More than three decades after a bomb brought down Pan Am Flight 103 over Lockerbie, Scotland, killing everyone aboard, a former Libyan intelligence official accused of making the explosive appeared Monday in federal court, charged with an act of international terrorism.
The extradition of Abu Agila Mohammad Masud Kheir Al-Marimi marked a milestone in the decades-old investigation into the attack that killed 259 people aboard the plane and 11 on the ground. His arrival in Washington sets the stage for one of the Justice Department's more significant terrorism prosecutions in recent memory.
The Justice Department announced Sunday that Masud had been taken into US custody, two years after it revealed that it had charged him in connection with the explosion. Two other Libyan intelligence officials have been charged in the US for their alleged involvement in the attack, but Masud was the first defendant to appear in an American courtroom for prosecution.
The New York-bound Pan Am flight exploded over Lockerbie less than an hour after takeoff from London on Dec. 21, 1988. Citizens from 21 countries were killed. Among the 190 Americans on board were 35 Syracuse University students flying home for Christmas after a semester abroad.
US National Security Advisor Jake Sullivan told a press briefing on Monday that Masud was brought to the US “in a lawful manner, according to established procedures.”
American authorities did not, however, disclose how he was arrested. Libya and the US do not share an extradition agreement.
Libyan media had reported that Masud was abducted by gunmen from his place of residence in the Libyan capital, Tripoli, in November. He was then flown to the US on board a private jet.
“Although nearly 34 years have passed since the defendant's actions, countless families have never fully recovered," Assistant US Attorney Erik Kenerson said during a court proceeding attended by victims' relatives.
The bearded and balding Masud wore a green jail uniform, and walked with a halting gait to the defense table. He spoke occasionally through an interpreter, and the federal defenders who represented him at the hearing said he wanted to be represented by lawyers of his own choice.
At one point, as the charges were being discussed, Masud said in Arabic that he could not speak until he saw his attorney.

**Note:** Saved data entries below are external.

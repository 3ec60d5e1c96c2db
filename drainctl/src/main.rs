use drain::evictor::DEFAULT_MAX_GRACE_PERIOD;
use drain::nodegroup::{DEFAULT_POD_EVICTION_WAIT_PERIOD, DEFAULT_WAIT_TIMEOUT};
use drain::{DrainerConfig, EvictorConfig, K8SDrainClient, NodeGroupDrainer};
use models::nodegroup::{NodeGroup, NodeGroupKind};
use models::telemetry;

use argh::FromArgs;
use snafu::{ensure, ResultExt};
use std::process;
use std::time::Duration;
use tracing::{event, Level};

type Result<T> = std::result::Result<T, error::Error>;

#[derive(FromArgs, Debug)]
/// Cordon the Nodes of one or more nodegroups and evict their Pods.
struct Args {
    /// name of a nodegroup to drain, may be given more than once
    #[argh(option)]
    nodegroup: Vec<String>,

    /// the nodegroups are EKS managed nodegroups which were not created by eksctl
    #[argh(switch)]
    managed_unowned: bool,

    /// uncordon the nodegroups' Nodes instead of draining them
    #[argh(switch)]
    undo: bool,

    /// delete Pods instead of using the Eviction API, bypassing PodDisruptionBudgets
    #[argh(switch)]
    disable_eviction: bool,

    /// upper bound on the grace period given to each Pod (default: 10m)
    #[argh(option, default = "DEFAULT_MAX_GRACE_PERIOD", from_str_fn(parse_duration))]
    max_grace_period: Duration,

    /// pause between rounds of evictions on a Node (default: 10s)
    #[argh(
        option,
        default = "DEFAULT_POD_EVICTION_WAIT_PERIOD",
        from_str_fn(parse_duration)
    )]
    pod_eviction_wait_period: Duration,

    /// pause between draining two Nodes (default: 0s)
    #[argh(option, default = "Duration::ZERO", from_str_fn(parse_duration))]
    node_drain_wait_period: Duration,

    /// give up if a nodegroup is not drained within this time (default: 25m)
    #[argh(option, default = "DEFAULT_WAIT_TIMEOUT", from_str_fn(parse_duration))]
    timeout: Duration,

    /// only consider Pods matching this label selector
    #[argh(option, default = "String::new()")]
    pod_selector: String,

    /// remove Pods which are not managed by a controller (default: true)
    #[argh(option, default = "true")]
    force: bool,

    /// remove Pods using emptyDir volumes (default: true)
    #[argh(option, default = "true")]
    delete_local_data: bool,

    /// leave every DaemonSet-managed Pod in place (default: true)
    #[argh(option, default = "true")]
    ignore_daemonsets: bool,
}

impl Args {
    fn nodegroups(&self) -> Vec<NodeGroup> {
        let kind = if self.managed_unowned {
            NodeGroupKind::UnownedManaged
        } else {
            NodeGroupKind::Unmanaged
        };
        self.nodegroup
            .iter()
            .map(|name| NodeGroup::new(name, kind))
            .collect()
    }

    fn evictor_config(&self) -> EvictorConfig {
        EvictorConfig {
            pod_selector: self.pod_selector.clone(),
            force: self.force,
            delete_local_data: self.delete_local_data,
            ignore_all_daemon_sets: self.ignore_daemonsets,
            max_grace_period: self.max_grace_period,
            disable_eviction: self.disable_eviction,
            ..Default::default()
        }
    }

    fn drainer_config(&self) -> DrainerConfig {
        DrainerConfig {
            wait_timeout: self.timeout,
            node_drain_wait_period: self.node_drain_wait_period,
            pod_eviction_wait_period: self.pod_eviction_wait_period,
            undo: self.undo,
            ..Default::default()
        }
    }
}

fn parse_duration(value: &str) -> std::result::Result<Duration, String> {
    humantime::parse_duration(value).map_err(|e| format!("invalid duration '{}': {}", value, e))
}

#[tokio::main]
async fn main() {
    let args: Args = argh::from_env();

    if let Err(e) = run(args).await {
        eprintln!("{}", e);
        process::exit(1);
    }
}

async fn run(args: Args) -> Result<()> {
    telemetry::init_telemetry_from_env().context(error::TelemetryInitSnafu)?;

    ensure!(!args.nodegroup.is_empty(), error::NoNodeGroupsSnafu);

    let k8s_client = kube::Client::try_default()
        .await
        .context(error::ClientCreateSnafu)?;
    let client = K8SDrainClient::new(k8s_client);

    for nodegroup in args.nodegroups() {
        event!(Level::INFO, %nodegroup, undo = args.undo, "Draining nodegroup");

        let mut drainer = NodeGroupDrainer::new(
            client.clone(),
            &nodegroup,
            args.evictor_config(),
            args.drainer_config(),
        );
        let drained = drainer.drain().await.context(error::DrainSnafu {
            nodegroup: nodegroup.name.clone(),
        })?;

        event!(
            Level::INFO,
            ?drained,
            "Finished with nodegroup '{}'",
            nodegroup.name
        );
    }

    Ok(())
}

pub mod error {
    use drain::DrainError;
    use models::telemetry::TelemetryConfigError;
    use snafu::Snafu;

    #[derive(Debug, Snafu)]
    #[snafu(visibility(pub))]
    pub enum Error {
        #[snafu(display("Error configuring tracing: '{}'", source))]
        TelemetryInit { source: TelemetryConfigError },

        #[snafu(display("At least one --nodegroup must be given"))]
        NoNodeGroups,

        #[snafu(display("Unable to create Kubernetes client: '{}'", source))]
        ClientCreate { source: kube::Error },

        #[snafu(display("Unable to drain nodegroup '{}': {}", nodegroup, source))]
        Drain {
            source: DrainError,
            nodegroup: String,
        },
    }
}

A detention hearing was set for later in the month.
The announcement of charges against Masud on Dec. 21, 2020, came on the 32nd anniversary of the bombing and in the final days of the tenure of then-Attorney General William Barr. At the time, Masud was in Libyan custody. The announcement was a career bookend for Barr, who in his first stint as attorney general in the early 1990s had announced criminal charges against two other Libyan intelligence officials.

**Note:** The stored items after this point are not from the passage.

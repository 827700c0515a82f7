//! Read-only guide snapshots: guide, ordered steps and their annotations.

use async_trait::async_trait;
use serde::{Deserialize, Serialize};
use sqlx::{FromRow, PgPool};
use thiserror::Error;

#[derive(Debug, Clone, PartialEq, Serialize, Deserialize, FromRow)]
pub struct Guide {
    pub id: i64,
    pub tenant_id: i64,
    pub title: Option<String>,
    pub description: Option<String>,
}

#[derive(Debug, Clone, PartialEq, Serialize, Deserialize, FromRow)]
pub struct Step {
    pub id: i64,
    pub guide_id: i64,
    pub index: i32,
    pub title: Option<String>,
    pub description: Option<String>,
    pub screenshot_key: Option<String>,
}

/// A shape drawn over a step's screenshot. `data` holds the geometry in source
/// screenshot pixels; its shape depends on `kind`.
#[derive(Debug, Clone, PartialEq, Serialize, Deserialize, FromRow)]
pub struct Annotation {
    pub id: i64,
    pub guide_id: i64,
    pub step_id: Option<i64>,
    pub kind: String,
    pub data: serde_json::Value,
}

#[derive(Debug, Error)]
pub enum GuideStoreError {
    #[error("guide store query failed: {0}")]
    Database(#[from] sqlx::Error),
    #[error("guide store unavailable: {0}")]
    Unavailable(String),
}

#[async_trait]
pub trait GuideStore: Send + Sync {
    async fn load_guide(&self, guide_id: i64) -> Result<Option<Guide>, GuideStoreError>;

    /// Steps of the guide in ascending `index` order.
    async fn load_steps_ordered(&self, guide_id: i64) -> Result<Vec<Step>, GuideStoreError>;

    async fn load_annotations(&self, guide_id: i64) -> Result<Vec<Annotation>, GuideStoreError>;
}

/// Guide store over the API's Postgres tables.
///
/// The API declares its keys as `INTEGER`; they are widened to `BIGINT` in each
/// query so the models decode either width.
#[derive(Clone)]
pub struct PgGuideStore {
    pool: PgPool,
}

impl PgGuideStore {
    pub fn new(pool: PgPool) -> Self {
        Self { pool }
    }
}

#[async_trait]
impl GuideStore for PgGuideStore {
    async fn load_guide(&self, guide_id: i64) -> Result<Option<Guide>, GuideStoreError> {
        let guide = sqlx::query_as::<_, Guide>(
            "SELECT id::BIGINT AS id, tenant_id::BIGINT AS tenant_id, title, description \
             FROM guides WHERE id = $1",
        )
        .bind(guide_id)
        .fetch_optional(&self.pool)
        .await?;
        Ok(guide)
    }

    async fn load_steps_ordered(&self, guide_id: i64) -> Result<Vec<Step>, GuideStoreError> {
        let steps = sqlx::query_as::<_, Step>(
            "SELECT id::BIGINT AS id, guide_id::BIGINT AS guide_id, \"index\"::INT AS \"index\", \
                    title, description, screenshot_key \
             FROM steps WHERE guide_id = $1 \
             ORDER BY \"index\" ASC, id ASC",
        )
        .bind(guide_id)
        .fetch_all(&self.pool)
        .await?;
        Ok(steps)
    }

    async fn load_annotations(&self, guide_id: i64) -> Result<Vec<Annotation>, GuideStoreError> {
        let annotations = sqlx::query_as::<_, Annotation>(
            "SELECT id::BIGINT AS id, guide_id::BIGINT AS guide_id, step_id::BIGINT AS step_id, \
                    type AS kind, data \
             FROM annotations WHERE guide_id = $1 \
             ORDER BY id ASC",
        )
        .bind(guide_id)
        .fetch_all(&self.pool)
        .await?;
        Ok(annotations)
    }
}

The Libyan government initially balked at turning over those two men, Abdel Baset Ali al-Megrahi and Lamen Khalifa Fhimah, before ultimately surrendering them for prosecution before a panel of Scottish judges sitting in the Netherlands as part of a special arrangement.

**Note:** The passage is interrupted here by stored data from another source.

//! Screenshot normalisation: bound the width, keep the aspect ratio, re-encode as PNG.

use image::imageops::FilterType;
use image::ImageFormat;
use std::io::Cursor;
use thiserror::Error;

/// Default maximum width for screenshots embedded in an export.
pub const DEFAULT_MAX_WIDTH: u32 = 550;

#[derive(Debug, Error)]
pub enum NormalizeError {
    #[error("could not decode image: {0}")]
    Decode(#[source] image::ImageError),
    #[error("could not encode image: {0}")]
    Encode(#[source] image::ImageError),
}

/// A re-encoded PNG together with its size and the size of the image it came from.
#[derive(Debug, Clone, PartialEq)]
pub struct NormalizedImage {
    pub png: Vec<u8>,
    pub width: u32,
    pub height: u32,
    pub source_width: u32,
    pub source_height: u32,
}

#[derive(Debug, Clone, Copy)]
pub struct ImageNormalizer {
    max_width: u32,
}

impl ImageNormalizer {
    pub fn new(max_width: u32) -> Self {
        Self {
            max_width: max_width.max(1),
        }
    }

    /// Decodes `bytes`, shrinks to at most `max_width` pixels wide with Lanczos
    /// resampling, and re-encodes as PNG. Narrower images keep their size.
    pub fn normalize(&self, bytes: &[u8]) -> Result<NormalizedImage, NormalizeError> {
        let source = image::load_from_memory(bytes).map_err(NormalizeError::Decode)?;
        let (source_width, source_height) = (source.width(), source.height());

        let resized = if source_width > self.max_width {
            let height = scaled_height(source_width, source_height, self.max_width);
            source.resize_exact(self.max_width, height, FilterType::Lanczos3)
        } else {
            source
        };

        let mut png = Vec::new();
        resized
            .write_to(&mut Cursor::new(&mut png), ImageFormat::Png)
            .map_err(NormalizeError::Encode)?;

        Ok(NormalizedImage {
            png,
            width: resized.width(),
            height: resized.height(),
            source_width,
            source_height,
        })
    }
}

impl Default for ImageNormalizer {
    fn default() -> Self {
        Self::new(DEFAULT_MAX_WIDTH)
    }
}

/// Height for `target_width` at the source aspect ratio, truncated, never zero.
fn scaled_height(width: u32, height: u32, target_width: u32) -> u32 {
    let scaled = u64::from(height) * u64::from(target_width) / u64::from(width);
    u32::try_from(scaled).unwrap_or(u32::MAX).max(1)
}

In Masud's case, a newly unsealed Justice Department indictment includes three charges related to the explosion, including destruction of an aircraft, resulting in death. Prosecutors said in court that they would not be pursuing the death penalty because that punishment was not available for those specific crimes at the time the bombing occurred.
A breakthrough in the Justice Department's investigation came when US officials in 2017 received a copy of an interview that Masud, a longtime explosives expert for Libya’s intelligence service, had given to Libyan law enforcement in 2012 after being taken into custody following the collapse of the government of the country’s leader, Col. Moammar Gaddafi.
In that interview, US officials said, Masud admitted building the bomb in the Pan Am attack and working with two other conspirators to carry out the attack. He also said the operation was ordered by Libyan intelligence and that Gaddafi thanked him and other members of the team after the attack, according to an FBI affidavit.
That affidavit said Masud told Libyan law enforcement that he flew to Malta to meet al-Megrahi and Fhimah. He handed Fhimah a medium-sized Samsonite suitcase containing a bomb, having already been instructed to set the timer so that the device would explode exactly 11 hours later, according to the document. He then flew to Tripoli, the FBI said.
Al-Megrahi was convicted in the Netherlands while Fhimah was acquitted of all charges. Al-Megrahi was given a life sentence, but Scottish authorities released him on humanitarian grounds in 2009 after he was diagnosed with prostate cancer. He died in Tripoli, still protesting his innocence.